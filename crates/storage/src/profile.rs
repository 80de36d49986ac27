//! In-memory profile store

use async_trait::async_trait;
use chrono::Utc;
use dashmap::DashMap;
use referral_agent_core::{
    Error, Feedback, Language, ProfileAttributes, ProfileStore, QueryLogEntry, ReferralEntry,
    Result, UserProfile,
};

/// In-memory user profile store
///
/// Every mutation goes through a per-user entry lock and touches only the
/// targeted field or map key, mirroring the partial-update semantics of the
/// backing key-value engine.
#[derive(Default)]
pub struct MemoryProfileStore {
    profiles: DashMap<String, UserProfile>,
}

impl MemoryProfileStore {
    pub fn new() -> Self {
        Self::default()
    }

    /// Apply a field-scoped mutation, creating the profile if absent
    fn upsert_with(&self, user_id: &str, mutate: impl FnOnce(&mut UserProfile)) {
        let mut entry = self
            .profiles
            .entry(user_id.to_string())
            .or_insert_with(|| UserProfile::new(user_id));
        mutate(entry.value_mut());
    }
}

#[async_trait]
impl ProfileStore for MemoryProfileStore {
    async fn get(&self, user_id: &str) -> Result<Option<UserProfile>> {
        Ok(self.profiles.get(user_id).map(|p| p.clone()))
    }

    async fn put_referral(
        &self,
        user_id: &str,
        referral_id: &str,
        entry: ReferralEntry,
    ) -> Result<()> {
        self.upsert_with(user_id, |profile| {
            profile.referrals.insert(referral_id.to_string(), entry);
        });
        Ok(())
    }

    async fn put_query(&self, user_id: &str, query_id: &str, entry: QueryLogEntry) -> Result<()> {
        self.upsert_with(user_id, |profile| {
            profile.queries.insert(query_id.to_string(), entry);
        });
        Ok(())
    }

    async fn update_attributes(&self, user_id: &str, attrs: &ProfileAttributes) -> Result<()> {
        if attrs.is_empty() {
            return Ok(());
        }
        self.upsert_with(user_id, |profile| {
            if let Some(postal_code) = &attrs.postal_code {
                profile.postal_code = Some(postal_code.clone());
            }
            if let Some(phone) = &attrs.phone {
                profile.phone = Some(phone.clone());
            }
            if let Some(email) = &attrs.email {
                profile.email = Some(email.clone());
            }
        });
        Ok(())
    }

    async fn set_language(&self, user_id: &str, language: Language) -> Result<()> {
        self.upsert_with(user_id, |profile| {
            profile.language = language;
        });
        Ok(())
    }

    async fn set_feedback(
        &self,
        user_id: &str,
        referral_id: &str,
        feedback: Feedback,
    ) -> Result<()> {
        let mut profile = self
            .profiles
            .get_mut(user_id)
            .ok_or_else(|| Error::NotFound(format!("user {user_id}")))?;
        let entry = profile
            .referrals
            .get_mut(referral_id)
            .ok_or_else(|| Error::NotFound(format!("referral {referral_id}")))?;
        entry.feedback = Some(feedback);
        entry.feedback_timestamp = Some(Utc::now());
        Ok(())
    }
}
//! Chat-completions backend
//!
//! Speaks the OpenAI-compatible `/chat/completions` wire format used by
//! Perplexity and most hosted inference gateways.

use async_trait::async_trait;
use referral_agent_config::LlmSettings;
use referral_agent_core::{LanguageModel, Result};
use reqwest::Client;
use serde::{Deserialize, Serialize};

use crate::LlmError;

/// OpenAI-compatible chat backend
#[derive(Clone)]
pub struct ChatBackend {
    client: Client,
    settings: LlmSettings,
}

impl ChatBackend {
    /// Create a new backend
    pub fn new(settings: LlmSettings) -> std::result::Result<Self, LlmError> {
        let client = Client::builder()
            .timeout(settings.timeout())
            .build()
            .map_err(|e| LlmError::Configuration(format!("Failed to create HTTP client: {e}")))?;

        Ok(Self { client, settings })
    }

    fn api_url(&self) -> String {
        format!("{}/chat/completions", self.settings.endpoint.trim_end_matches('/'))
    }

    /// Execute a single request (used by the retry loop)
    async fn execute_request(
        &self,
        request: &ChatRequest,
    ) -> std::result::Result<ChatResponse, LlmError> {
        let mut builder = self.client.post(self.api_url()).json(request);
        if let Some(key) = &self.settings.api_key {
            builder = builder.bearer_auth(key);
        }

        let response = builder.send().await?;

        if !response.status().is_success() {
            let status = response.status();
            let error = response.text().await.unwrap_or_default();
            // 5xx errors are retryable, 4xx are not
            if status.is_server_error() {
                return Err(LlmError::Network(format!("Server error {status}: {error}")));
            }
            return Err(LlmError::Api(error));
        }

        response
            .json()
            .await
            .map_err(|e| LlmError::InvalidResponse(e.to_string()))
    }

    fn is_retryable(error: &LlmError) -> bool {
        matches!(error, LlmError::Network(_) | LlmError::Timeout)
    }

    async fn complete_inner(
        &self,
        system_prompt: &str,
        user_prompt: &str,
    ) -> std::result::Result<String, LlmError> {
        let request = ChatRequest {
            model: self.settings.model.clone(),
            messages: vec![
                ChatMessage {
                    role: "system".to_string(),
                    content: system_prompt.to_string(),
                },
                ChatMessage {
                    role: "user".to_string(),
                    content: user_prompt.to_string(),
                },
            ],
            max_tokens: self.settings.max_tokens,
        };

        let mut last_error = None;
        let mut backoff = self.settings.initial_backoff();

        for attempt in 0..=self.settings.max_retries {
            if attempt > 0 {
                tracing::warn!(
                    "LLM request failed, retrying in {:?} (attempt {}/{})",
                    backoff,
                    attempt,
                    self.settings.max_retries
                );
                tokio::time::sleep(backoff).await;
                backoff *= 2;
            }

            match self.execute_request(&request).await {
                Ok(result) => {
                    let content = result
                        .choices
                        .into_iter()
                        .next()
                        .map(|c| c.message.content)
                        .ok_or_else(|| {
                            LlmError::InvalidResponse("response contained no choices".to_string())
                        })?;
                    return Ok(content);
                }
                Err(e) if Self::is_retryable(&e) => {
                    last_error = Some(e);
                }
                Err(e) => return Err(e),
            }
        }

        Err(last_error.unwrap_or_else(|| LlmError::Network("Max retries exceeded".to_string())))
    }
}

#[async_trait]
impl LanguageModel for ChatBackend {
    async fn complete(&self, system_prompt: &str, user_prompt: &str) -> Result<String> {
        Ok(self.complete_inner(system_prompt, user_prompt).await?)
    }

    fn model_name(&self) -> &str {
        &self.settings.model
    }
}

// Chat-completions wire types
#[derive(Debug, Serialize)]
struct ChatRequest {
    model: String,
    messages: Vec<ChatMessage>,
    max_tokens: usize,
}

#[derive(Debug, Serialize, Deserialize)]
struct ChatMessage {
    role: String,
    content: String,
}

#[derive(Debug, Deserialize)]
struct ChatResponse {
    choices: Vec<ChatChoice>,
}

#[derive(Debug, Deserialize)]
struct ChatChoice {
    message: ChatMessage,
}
::::
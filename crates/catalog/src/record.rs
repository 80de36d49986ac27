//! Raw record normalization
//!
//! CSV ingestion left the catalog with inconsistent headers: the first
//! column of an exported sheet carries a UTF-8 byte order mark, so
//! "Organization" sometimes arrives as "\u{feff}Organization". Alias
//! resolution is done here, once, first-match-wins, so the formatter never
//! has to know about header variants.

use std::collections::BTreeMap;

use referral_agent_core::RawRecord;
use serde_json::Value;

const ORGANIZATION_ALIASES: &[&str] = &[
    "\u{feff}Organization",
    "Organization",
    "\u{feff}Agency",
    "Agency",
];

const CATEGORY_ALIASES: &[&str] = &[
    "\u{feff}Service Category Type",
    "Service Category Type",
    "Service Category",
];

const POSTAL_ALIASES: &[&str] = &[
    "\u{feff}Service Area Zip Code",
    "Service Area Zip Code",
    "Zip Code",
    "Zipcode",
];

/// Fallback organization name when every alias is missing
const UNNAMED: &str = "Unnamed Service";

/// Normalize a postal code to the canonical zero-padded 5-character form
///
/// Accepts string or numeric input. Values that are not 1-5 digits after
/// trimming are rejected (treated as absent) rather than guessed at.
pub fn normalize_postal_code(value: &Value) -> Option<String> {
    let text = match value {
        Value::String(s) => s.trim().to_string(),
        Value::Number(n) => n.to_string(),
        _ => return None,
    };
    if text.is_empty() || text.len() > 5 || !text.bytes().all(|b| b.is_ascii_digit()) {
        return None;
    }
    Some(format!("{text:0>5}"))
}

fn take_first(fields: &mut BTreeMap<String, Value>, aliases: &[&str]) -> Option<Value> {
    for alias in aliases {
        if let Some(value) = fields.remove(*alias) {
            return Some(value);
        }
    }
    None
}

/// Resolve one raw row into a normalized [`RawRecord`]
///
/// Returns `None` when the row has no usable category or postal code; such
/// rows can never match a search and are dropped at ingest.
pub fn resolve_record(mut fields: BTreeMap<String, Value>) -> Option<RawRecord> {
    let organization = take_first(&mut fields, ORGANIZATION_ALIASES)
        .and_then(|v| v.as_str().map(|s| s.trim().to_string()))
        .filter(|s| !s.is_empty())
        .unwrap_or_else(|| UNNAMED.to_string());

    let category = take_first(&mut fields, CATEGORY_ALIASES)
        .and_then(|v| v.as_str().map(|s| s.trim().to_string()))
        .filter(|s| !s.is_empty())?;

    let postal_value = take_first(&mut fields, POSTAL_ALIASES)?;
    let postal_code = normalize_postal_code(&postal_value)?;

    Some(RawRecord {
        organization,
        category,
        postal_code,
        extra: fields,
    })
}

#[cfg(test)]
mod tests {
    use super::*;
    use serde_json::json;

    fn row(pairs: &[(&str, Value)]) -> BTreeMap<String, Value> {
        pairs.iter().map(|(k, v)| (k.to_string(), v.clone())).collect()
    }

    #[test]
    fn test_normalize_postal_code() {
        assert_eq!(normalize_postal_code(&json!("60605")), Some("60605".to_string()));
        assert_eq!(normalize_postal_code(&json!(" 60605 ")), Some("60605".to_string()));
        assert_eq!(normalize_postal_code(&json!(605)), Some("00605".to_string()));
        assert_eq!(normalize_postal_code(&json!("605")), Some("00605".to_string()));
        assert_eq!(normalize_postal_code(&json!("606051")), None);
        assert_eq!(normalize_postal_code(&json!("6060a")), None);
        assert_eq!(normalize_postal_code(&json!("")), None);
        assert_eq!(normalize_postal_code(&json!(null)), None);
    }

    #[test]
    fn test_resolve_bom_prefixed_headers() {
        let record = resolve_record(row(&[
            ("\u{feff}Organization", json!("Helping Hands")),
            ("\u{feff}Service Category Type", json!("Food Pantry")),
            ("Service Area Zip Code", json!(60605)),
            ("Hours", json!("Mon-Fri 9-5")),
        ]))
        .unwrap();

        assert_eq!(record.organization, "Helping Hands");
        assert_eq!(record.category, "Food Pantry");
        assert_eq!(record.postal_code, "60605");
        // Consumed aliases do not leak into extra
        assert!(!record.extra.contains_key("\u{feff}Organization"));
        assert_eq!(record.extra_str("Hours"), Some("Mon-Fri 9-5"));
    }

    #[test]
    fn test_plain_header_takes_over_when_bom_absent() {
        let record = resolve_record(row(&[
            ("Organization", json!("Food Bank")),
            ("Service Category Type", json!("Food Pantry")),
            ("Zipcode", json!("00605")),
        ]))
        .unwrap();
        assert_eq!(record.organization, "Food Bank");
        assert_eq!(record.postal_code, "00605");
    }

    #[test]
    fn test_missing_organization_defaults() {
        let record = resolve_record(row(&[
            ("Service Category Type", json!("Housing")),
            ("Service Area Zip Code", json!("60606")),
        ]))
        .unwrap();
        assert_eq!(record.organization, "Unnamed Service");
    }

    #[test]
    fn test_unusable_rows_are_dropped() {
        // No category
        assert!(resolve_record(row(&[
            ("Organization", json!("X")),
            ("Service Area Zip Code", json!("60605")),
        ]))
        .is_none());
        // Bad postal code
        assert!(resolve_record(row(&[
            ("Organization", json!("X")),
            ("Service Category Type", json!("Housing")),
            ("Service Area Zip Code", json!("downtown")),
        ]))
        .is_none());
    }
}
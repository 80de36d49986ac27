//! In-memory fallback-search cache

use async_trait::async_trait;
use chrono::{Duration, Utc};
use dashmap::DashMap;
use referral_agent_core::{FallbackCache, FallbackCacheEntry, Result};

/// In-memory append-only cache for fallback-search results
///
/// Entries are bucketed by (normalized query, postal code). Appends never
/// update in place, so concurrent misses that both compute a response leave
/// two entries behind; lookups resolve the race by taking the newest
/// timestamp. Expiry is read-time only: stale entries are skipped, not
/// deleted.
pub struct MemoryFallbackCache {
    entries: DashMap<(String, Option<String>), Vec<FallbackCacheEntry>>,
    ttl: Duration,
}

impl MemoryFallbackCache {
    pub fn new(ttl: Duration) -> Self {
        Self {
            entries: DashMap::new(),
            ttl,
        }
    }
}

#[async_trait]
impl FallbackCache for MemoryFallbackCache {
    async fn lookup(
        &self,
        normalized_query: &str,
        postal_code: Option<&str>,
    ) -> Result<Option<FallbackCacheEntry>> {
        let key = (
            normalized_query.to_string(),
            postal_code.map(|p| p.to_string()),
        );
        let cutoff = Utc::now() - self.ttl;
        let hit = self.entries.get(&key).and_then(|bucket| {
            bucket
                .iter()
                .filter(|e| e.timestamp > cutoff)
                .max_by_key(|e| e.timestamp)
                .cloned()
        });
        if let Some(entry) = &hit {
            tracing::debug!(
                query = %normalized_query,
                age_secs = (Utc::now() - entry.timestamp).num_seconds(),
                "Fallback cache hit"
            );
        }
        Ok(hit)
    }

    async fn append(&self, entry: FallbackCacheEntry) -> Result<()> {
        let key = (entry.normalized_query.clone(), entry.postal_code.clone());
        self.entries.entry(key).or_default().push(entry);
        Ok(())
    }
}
::::
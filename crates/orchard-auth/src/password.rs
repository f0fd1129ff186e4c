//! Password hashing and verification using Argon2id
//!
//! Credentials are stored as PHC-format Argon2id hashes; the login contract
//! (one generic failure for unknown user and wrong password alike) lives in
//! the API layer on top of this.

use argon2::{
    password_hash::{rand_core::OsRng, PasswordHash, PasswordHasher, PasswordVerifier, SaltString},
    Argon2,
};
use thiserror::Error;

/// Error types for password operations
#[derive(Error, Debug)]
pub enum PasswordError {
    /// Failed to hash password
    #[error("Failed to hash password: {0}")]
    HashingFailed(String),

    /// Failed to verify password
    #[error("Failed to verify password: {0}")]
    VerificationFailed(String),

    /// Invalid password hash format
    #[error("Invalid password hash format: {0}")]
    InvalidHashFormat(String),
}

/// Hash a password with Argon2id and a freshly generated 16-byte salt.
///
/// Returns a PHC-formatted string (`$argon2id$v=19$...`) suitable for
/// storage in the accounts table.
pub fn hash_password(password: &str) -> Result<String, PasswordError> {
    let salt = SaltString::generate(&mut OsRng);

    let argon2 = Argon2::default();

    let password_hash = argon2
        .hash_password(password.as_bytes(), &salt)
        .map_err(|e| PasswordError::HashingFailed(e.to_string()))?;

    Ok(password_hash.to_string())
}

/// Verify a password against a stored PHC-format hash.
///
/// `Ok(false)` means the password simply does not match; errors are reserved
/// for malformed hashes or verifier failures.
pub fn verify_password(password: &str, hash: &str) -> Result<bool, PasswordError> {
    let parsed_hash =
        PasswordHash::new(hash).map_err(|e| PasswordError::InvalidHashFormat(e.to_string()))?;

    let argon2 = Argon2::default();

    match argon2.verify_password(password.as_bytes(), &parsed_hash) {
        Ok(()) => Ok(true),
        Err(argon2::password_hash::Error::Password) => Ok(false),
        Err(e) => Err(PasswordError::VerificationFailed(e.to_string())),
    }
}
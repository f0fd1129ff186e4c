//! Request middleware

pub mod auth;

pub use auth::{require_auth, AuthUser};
::::
→ PROBLEM TO WORK ON
Scan the listing above for the word "LlmSettings" and copy every line that holds it.

→ EXPECTED ANSWER
use referral_agent_config::LlmSettings;
    settings: LlmSettings,
    pub fn new(settings: LlmSettings) -> std::result::Result<Self, LlmError> {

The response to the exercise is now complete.